Paralel bir devlet kurmaya çalışan KCK, 2014 yılında bir infaz listesi hazırladı. Listede yer alan dindar insanların öldürülmesi kararlaştırıldı. Bunun için listede olan herkes tehdit edildi ve uyarıldı. Sorgulamaların ardından listedeki bazı isimlerin infazından vazgeçildi. Listedeki bazı isimler zorla göç ettirildi.
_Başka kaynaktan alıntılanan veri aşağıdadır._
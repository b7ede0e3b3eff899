//! Per-episode settings resolution.
//!
//! Every episode runs against one [`EffectiveSettings`] snapshot produced by merging,
//! in order:
//!
//! 1. the default settings asset (or [`ArenaSettings::BUILT_IN`] when it is absent)
//! 2. an optional override supplied by the arena manager
//! 3. scalar overrides from an external [`ParameterSource`], looked up by name
//!
//! The default asset is only ever read. The snapshot is a value: components that
//! need derived quantities (boundary radii, obstacle density) take them from the
//! snapshot once per episode.

use std::{
    collections::{BTreeMap, HashMap},
    fmt,
};

use serde::{Deserialize, Serialize};
use tracing::{debug, warn};

use crate::{ConfigError, ensure_non_negative, ensure_positive};

/// Parameter name of [`ArenaSettings::arena_size`].
pub const ARENA_SIZE_PARAM: &str = "arena_size";
/// Parameter name of [`ArenaSettings::obstacle_density`].
pub const OBSTACLE_DENSITY_PARAM: &str = "obstacle_density";
/// Parameter name of [`ArenaSettings::opponent_difficulty`].
pub const OPPONENT_DIFFICULTY_PARAM: &str = "opponent_difficulty";

/// Tunable environment parameters.
#[derive(Debug, Clone, Copy, PartialEq, Serialize, Deserialize)]
#[serde(default)]
pub struct ArenaSettings {
    /// Arena radius in world units.
    pub arena_size: f32,
    pub obstacle_density: f32,
    pub opponent_difficulty: f32,
}

impl ArenaSettings {
    pub const BUILT_IN: Self = Self {
        arena_size: 50.0,
        obstacle_density: 0.5,
        opponent_difficulty: 0.5,
    };

    pub fn validate(&self) -> Result<(), ConfigError> {
        ensure_positive("arena_size", self.arena_size)?;
        ensure_non_negative("obstacle_density", self.obstacle_density)?;
        ensure_non_negative("opponent_difficulty", self.opponent_difficulty)?;
        Ok(())
    }
}

impl Default for ArenaSettings {
    fn default() -> Self {
        Self::BUILT_IN
    }
}

/// External source of scalar overrides, typically the trainer's curriculum.
pub trait ParameterSource: fmt::Debug {
    /// Returns the value registered under `name`, or `default` when there is none.
    fn scalar(&self, name: &str, default: f32) -> f32;

    /// Called once per resolution, before any lookup, with the index of the
    /// episode about to start.
    fn prepare(&mut self, _episode: u64) {}
}

impl ParameterSource for BTreeMap<String, f32> {
    fn scalar(&self, name: &str, default: f32) -> f32 {
        self.get(name).copied().unwrap_or(default)
    }
}

impl ParameterSource for HashMap<String, f32> {
    fn scalar(&self, name: &str, default: f32) -> f32 {
        self.get(name).copied().unwrap_or(default)
    }
}

/// Immutable settings snapshot for one episode.
#[derive(Debug, Clone, Copy, PartialEq, Serialize)]
#[serde(transparent)]
pub struct EffectiveSettings(ArenaSettings);

impl EffectiveSettings {
    #[must_use]
    pub fn arena_size(&self) -> f32 {
        self.0.arena_size
    }

    #[must_use]
    pub fn obstacle_density(&self) -> f32 {
        self.0.obstacle_density
    }

    #[must_use]
    pub fn opponent_difficulty(&self) -> f32 {
        self.0.opponent_difficulty
    }

    /// Returns a copy of the underlying values.
    #[must_use]
    pub fn to_settings(&self) -> ArenaSettings {
        self.0
    }
}

/// Holds the default and override layers and merges them on demand.
#[derive(Debug, Clone, Default)]
pub struct SettingsResolver {
    defaults: Option<ArenaSettings>,
    override_settings: Option<ArenaSettings>,
}

impl SettingsResolver {
    #[must_use]
    pub fn new(defaults: Option<ArenaSettings>) -> Self {
        if defaults.is_none() {
            warn!("no default arena settings configured, using built-in defaults");
        }
        Self {
            defaults,
            override_settings: None,
        }
    }

    #[must_use]
    pub fn defaults(&self) -> Option<&ArenaSettings> {
        self.defaults.as_ref()
    }

    #[must_use]
    pub fn override_settings(&self) -> Option<&ArenaSettings> {
        self.override_settings.as_ref()
    }

    /// Replaces the manager override. Takes effect at the next resolution.
    pub fn set_override(&mut self, settings: Option<ArenaSettings>) {
        self.override_settings = settings;
    }

    #[must_use]
    pub fn resolve(&self, params: Option<&dyn ParameterSource>) -> EffectiveSettings {
        resolve_settings(
            self.defaults.as_ref(),
            self.override_settings.as_ref(),
            params,
        )
    }
}

/// Merges the three settings layers. Later layers win field by field.
#[must_use]
pub fn resolve_settings(
    defaults: Option<&ArenaSettings>,
    override_settings: Option<&ArenaSettings>,
    params: Option<&dyn ParameterSource>,
) -> EffectiveSettings {
    let mut settings = match defaults {
        Some(defaults) => *defaults,
        None => {
            debug!("resolving against built-in arena settings");
            ArenaSettings::BUILT_IN
        }
    };

    if let Some(override_settings) = override_settings {
        settings = *override_settings;
    }

    if let Some(params) = params {
        settings.arena_size = params.scalar(ARENA_SIZE_PARAM, settings.arena_size);
        settings.obstacle_density =
            params.scalar(OBSTACLE_DENSITY_PARAM, settings.obstacle_density);
        settings.opponent_difficulty =
            params.scalar(OPPONENT_DIFFICULTY_PARAM, settings.opponent_difficulty);
    }

    debug!(
        arena_size = settings.arena_size,
        obstacle_density = settings.obstacle_density,
        opponent_difficulty = settings.opponent_difficulty,
        "resolved arena settings"
    );
    EffectiveSettings(settings)
}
Bölgede sosyal hegemonyasını güçlendirmek isteyen KCK, kendini sevimli göstermek için il ve ilçe merkezlerinde halk arasında yaşanan anlaşmazlıkları çözüme ulaştırıyor. Arazi ve gayrimenkul anlaşmazlıkları, alacak-verecek davaları, aşiret ve kan davalarında devreye giren sözde “çözüm komisyonları” olayları çözmek için çalışıyor. Van, Bitlis, Mardin, Şanlıurfa ve Hakkâri'de kan davalı aşiretlerin barışmasında, KCK'nın görevlendirdiği isimler etkili oldu. Şanlıurfa'da Karakeçili ile Şıhan aşiretleri arasında 25 yıldır süren kan davasıyla ilgili, DBP'li belediyeler, milletvekilleri ile KCK'nın görevlendirdiği Demokratik Toplum Kongresi'ndeki (DTK) kimi isimler devreye girdi. Yapılan çalışmalar sonrasında iki aşiret barıştırıldı. Yine Bitlis'in Güroymak ilçesinde Özkan ve Alpcanlar aileleri arasında süren 33 yıllık kan davası DBP'li, DTK'lı yöneticiler ile kimi milletvekilleri tarafından barışla sonuçlandırıldı. Bu bölgelerdeki anlaşmazlıklarda özellikle Mardin Büyükşehir Belediye Başkanı Ahmet Türk ile Şanlıurfa Milletvekili Osman Baydemir'in bölgede etkili olduğu biliniyor. Mardin'de 2013 yılında Bozkuş ve Amak aileleri arasında yaşanan ve 1 kişinin ölümüne, 2 kişinin yaralanmasına neden olan husumet, Ahmet Türk'ün devreye girmesiyle barışla sonuçlandı.